Vienna ab initio Simulation Package was used to perform spin-polarized DFT calculations, which explicitly considered the atomic spin. Projector augmented wave method was employed to describe the electron–ion interactions. The exchange-correlation functional of Perdew–Burke–Ernzerhof with generalized gradient approximation was used. Geometry optimizations and energy calculations were performed using an energy cut-off with 400 eV and a first order Methfessel–Paxton smearing with 0.2 eV. Four-layered slabs with (4 × 4) and (2 × 2) unit cells in the lateral direction were used to model Pd {111} and {100} surfaces, respectively. A vacuum space of 15 Å was placed above the slabs to avoid mirror interactions. The (3 × 3 × 1) Monkhorst–Pack mesh k-points for (4 × 4) and (2 × 2) unit cells were selected for the calculations. With regard to geometry optimization, the top one layer of the {111} and {100} surfaces was fully relaxed, and the remaining layers were kept fixed. Conjugated-gradient algorithm was employed to optimize the structures. Electronic structures and forces were converged at the criterions of 10−6 eV and 0.02 eV Å1, respectively

MD simulations of Pd NPs with lipid membrane

All the atomistic MD simulations were performed using the GROMACS package. The CHARMM force field was adopted for lipids, and parameters developed by Heinz et al.45, were adopted for Pd to reproduce the density, surface tension and interface properties with water and bio-organic molecules. The initial structure of the lipid bilayer was generated by the CHARMM-GUI program46. Two of the major phospholipids, palmitoyloleoylphosphatidylethanolamine (POPE), and palmitoyloleoylphosphatidylglycerol (POPG), commonly found in Gram-negative bacteria (e.g., E. coli) were used in our simulations to model the bacterial cell membrane47. In our simulated systems we used a bacterial-mimetic membrane comprised of 258 POPE and 86 POPG lipids in a mixture ratio of 3:148,49,50. Each system was solvated with ~ 32,500 TIP3P water molecules and sodium ions were added to neutralize the net charge of the entire system; the size of the resulting simulation box is ~ 10.0 × 10.0 × 12.8 nm3. We applied periodic boundary conditions in all directions.

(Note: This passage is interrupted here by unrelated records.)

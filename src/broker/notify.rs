use std::time::{Duration, Instant};

use chrono::{DateTime, Utc};
use serde::Deserialize;

use crate::broker::BrokerError;

#[derive(Debug, Deserialize)]
pub struct ConsumerAck {
    pub status: String,
    pub timestamp: DateTime<Utc>,
}

/// Calls every configured consumer URL so idle consumers start draining the queue.
#[derive(Debug, Clone)]
pub struct ConsumerNotifier {
    http: reqwest::Client,
    urls: Vec<String>,
}

impl ConsumerNotifier {
    pub fn new(urls: Vec<String>, timeout: Duration) -> Result<Self, BrokerError> {
        let http = reqwest::Client::builder().timeout(timeout).build()?;
        Ok(Self { http, urls })
    }

    pub fn urls(&self) -> &[String] {
        &self.urls
    }

    pub async fn notify_all(&self) {
        tracing::debug!("triggering {} consumers", self.urls.len());
        for url in &self.urls {
            if let Err(e) = self.call(url).await {
                tracing::error!("failed to notify consumer {url}: {e}");
            }
        }
    }

    pub async fn call(&self, url: &str) -> Result<ConsumerAck, BrokerError> {
        let start = Instant::now();
        let ack: ConsumerAck = self
            .http
            .get(url)
            .send()
            .await?
            .error_for_status()?
            .json()
            .await
            .map_err(|e| format!("failed to parse json from consumer: {e}"))?;
        tracing::debug!(
            "response from consumer {}, took {:?}",
            ack.status,
            start.elapsed()
        );
        Ok(ack)
    }
}
//! Bucket backend: fragments mirrored into an S3-compatible bucket under
//! `{prefix}/{container}/{object}/{sequence}`. Downloads are retried with backoff.

use async_trait::async_trait;
use aws_sdk_s3::Client;
use tokio::time::{Duration, sleep};

use crate::cadapter::client::{BackendError, FragmentBackend, fragment_key};
use crate::domain::entry::FragmentRef;
use crate::fragment::{FragmentStream, ReaderFragment};

/// S3 backend options
#[derive(Debug, Clone)]
pub struct S3Config {
    pub bucket: String,
    /// Key prefix in front of `{container}/{object}/{sequence}`
    pub prefix: String,
    pub region: String,
    /// Custom endpoint for S3-compatible services (MinIO, GCS interop, ...)
    pub endpoint: Option<String>,
    pub force_path_style: bool,
    pub max_retries: u32,
    pub initial_retry_delay_ms: u64,
}

impl Default for S3Config {
    fn default() -> Self {
        Self {
            bucket: String::new(),
            prefix: "attachments".to_string(),
            region: "us-east-1".to_string(),
            endpoint: None,
            force_path_style: false,
            max_retries: 3,
            initial_retry_delay_ms: 100,
        }
    }
}

pub struct S3Backend {
    client: Client,
    config: S3Config,
}

impl S3Backend {
    pub async fn new(config: S3Config) -> Result<Self, BackendError> {
        if config.bucket.is_empty() {
            return Err("bucket backend requires a bucket name".into());
        }

        let mut loader = aws_config::defaults(aws_config::BehaviorVersion::latest())
            .credentials_provider(
                aws_config::environment::EnvironmentVariableCredentialsProvider::new(),
            )
            .region(aws_sdk_s3::config::Region::new(config.region.clone()));
        if let Some(endpoint) = &config.endpoint {
            loader = loader.endpoint_url(endpoint);
        }
        let conf = loader.load().await;
        let s3_conf = aws_sdk_s3::config::Builder::from(&conf)
            .force_path_style(config.force_path_style)
            .build();

        Ok(Self {
            client: Client::from_conf(s3_conf),
            config,
        })
    }

    pub fn object_key(&self, fragment: &FragmentRef) -> String {
        object_key(&self.config.prefix, fragment)
    }
}

fn object_key(prefix: &str, fragment: &FragmentRef) -> String {
    let prefix = prefix.trim_matches('/');
    if prefix.is_empty() {
        fragment_key(fragment)
    } else {
        format!("{prefix}/{}", fragment_key(fragment))
    }
}

#[async_trait]
impl FragmentBackend for S3Backend {
    fn name(&self) -> &'static str {
        "bucket"
    }

    fn locate(&self, fragment: &FragmentRef) -> String {
        format!("s3://{}/{}", self.config.bucket, self.object_key(fragment))
    }

    async fn open_fragment(
        &self,
        fragment: &FragmentRef,
    ) -> Result<Box<dyn FragmentStream>, BackendError> {
        let key = self.object_key(fragment);
        let mut attempt = 0;
        let resp = loop {
            attempt += 1;
            match self
                .client
                .get_object()
                .bucket(&self.config.bucket)
                .key(&key)
                .send()
                .await
            {
                Ok(resp) => break resp,
                Err(e) if attempt <= self.config.max_retries => {
                    tracing::debug!("get_object {key} failed (attempt {attempt}): {e}");
                    let delay_ms = self.config.initial_retry_delay_ms * 2u64.pow(attempt - 1);
                    sleep(Duration::from_millis(delay_ms)).await;
                }
                Err(e) => return Err(Box::new(e)),
            }
        };

        Ok(Box::new(ReaderFragment::new(
            key,
            resp.body.into_async_read(),
        )))
    }
}

#[cfg(test)]
mod tests {
    use super::*;

    #[test]
    fn test_object_key_layout() {
        let fragment = FragmentRef::new(4, "111", "222", 0);
        assert_eq!(object_key("attachments", &fragment), "attachments/111/222/4");
        assert_eq!(object_key("/attachments/", &fragment), "attachments/111/222/4");
        assert_eq!(object_key("", &fragment), "111/222/4");
    }

    #[tokio::test]
    async fn test_new_requires_bucket() {
        assert!(S3Backend::new(S3Config::default()).await.is_err());
    }
}
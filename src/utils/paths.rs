// Entries are addressed by a parent directory path plus their own name:
//
//	/                  root entry, stored as { path: "/", name: "/" }
//	├── docs           { path: "/",     name: "docs" }
//	│   └── a.txt      { path: "/docs", name: "a.txt" }
//	└── b.bin          { path: "/",     name: "b.bin" }
//
// Full paths are only ever built and split through the helpers below so the
// root never yields `//name`.

pub const ROOT: &str = "/";

/// Collapses repeated slashes and strips the trailing one, unless the path is the root.
pub fn normalize_path(path: &str) -> String {
    let parts: Vec<&str> = path.split('/').filter(|s| !s.is_empty()).collect();
    format!("/{}", parts.join("/"))
}

/// Returns the full path of `name` inside the directory `parent`,
/// (e.g. `/docs` + `a.txt` = `/docs/a.txt`).
pub fn join_path(parent: &str, name: &str) -> String {
    let parent = normalize_path(parent);
    if parent == ROOT {
        format!("/{name}")
    } else {
        format!("{parent}/{name}")
    }
}

/// Splits a full path into its parent directory path and its own name.
/// The root splits into itself: `("/", "/")`.
pub fn split_path(path: &str) -> (String, String) {
    let path = normalize_path(path);
    if path == ROOT {
        return (ROOT.to_string(), ROOT.to_string());
    }
    match path.rsplit_once('/') {
        Some(("", name)) => (ROOT.to_string(), name.to_string()),
        Some((parent, name)) => (parent.to_string(), name.to_string()),
        None => (ROOT.to_string(), path),
    }
}

/// Whether `path` is `ancestor` itself or lies somewhere below it.
pub fn is_within(path: &str, ancestor: &str) -> bool {
    let path = normalize_path(path);
    let ancestor = normalize_path(ancestor);
    ancestor == ROOT || path == ancestor || path.starts_with(&format!("{ancestor}/"))
}
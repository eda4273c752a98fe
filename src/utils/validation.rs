use once_cell::sync::Lazy;
use regex::Regex;

static PATH_RE: Lazy<Regex> =
    Lazy::new(|| Regex::new(r"^/([a-zA-Z0-9_-]+/?)*$").expect("path pattern is valid"));

static SEGMENT_RE: Lazy<Regex> =
    Lazy::new(|| Regex::new(r"^[a-zA-Z0-9_-]+$").expect("segment pattern is valid"));

static FILENAME_STRIP_RE: Lazy<Regex> =
    Lazy::new(|| Regex::new(r"[^a-zA-Z0-9_.-]+").expect("filename pattern is valid"));

/// Absolute directory path made of `[a-zA-Z0-9_-]+` segments, e.g. `/`, `/docs`, `/a/b/`.
pub fn is_valid_path(path: &str) -> bool {
    PATH_RE.is_match(path)
}

/// A single directory name, usable as a path segment.
pub fn is_valid_segment(name: &str) -> bool {
    SEGMENT_RE.is_match(name)
}

/// Spaces become underscores, then everything outside `[a-zA-Z0-9_.-]` is dropped.
/// The result may be empty.
pub fn sanitize_filename(name: &str) -> String {
    let name = name.replace(' ', "_");
    FILENAME_STRIP_RE.replace_all(&name, "").into_owned()
}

The NPT ensemble is used with constant temperature maintained at 300 K by the velocity rescale thermostat with a coupling time constant of 0.1 ps. The Z-direction and X/Y directions are independently coupled at 1 bar by the Berendsen barostat with a time constant of 0.1 ps. The Particle Mesh Ewald method was adopted to treat long-range electrostatic interactions, whereas the vdW interaction was handled with a cutoff distance of 1.2 nm. The bond length for water was constrained with the LINCS algorithm. A time step of 2.0 fs was used and data were collected every 1.0 ps. The simulation system was firstly energy minimized and equilibrated for 10 ns with position restrains applied to the Pd particle and to membrane atoms in accordance with protocols used in our previous studies51,52,53,54,55, followed by a production simulation phase of 80 ns, where the aforementioned restraints were removed. As documented by the experiments, the intrusion of Pd NP into the bacteria takes more than 20 min to complete, which is inaccessible for the time scale of our MD simulations (time scale: hundreds to thousands of nanoseconds). As a consequence, for data production, biased forces were further applied on the particles to accelerate the occurrence of the intrusion process (see main text).

Data availability

The authors declare that the data supporting the findings of this study are available within the paper and the Supplementary Information, or are available from the authors upon request.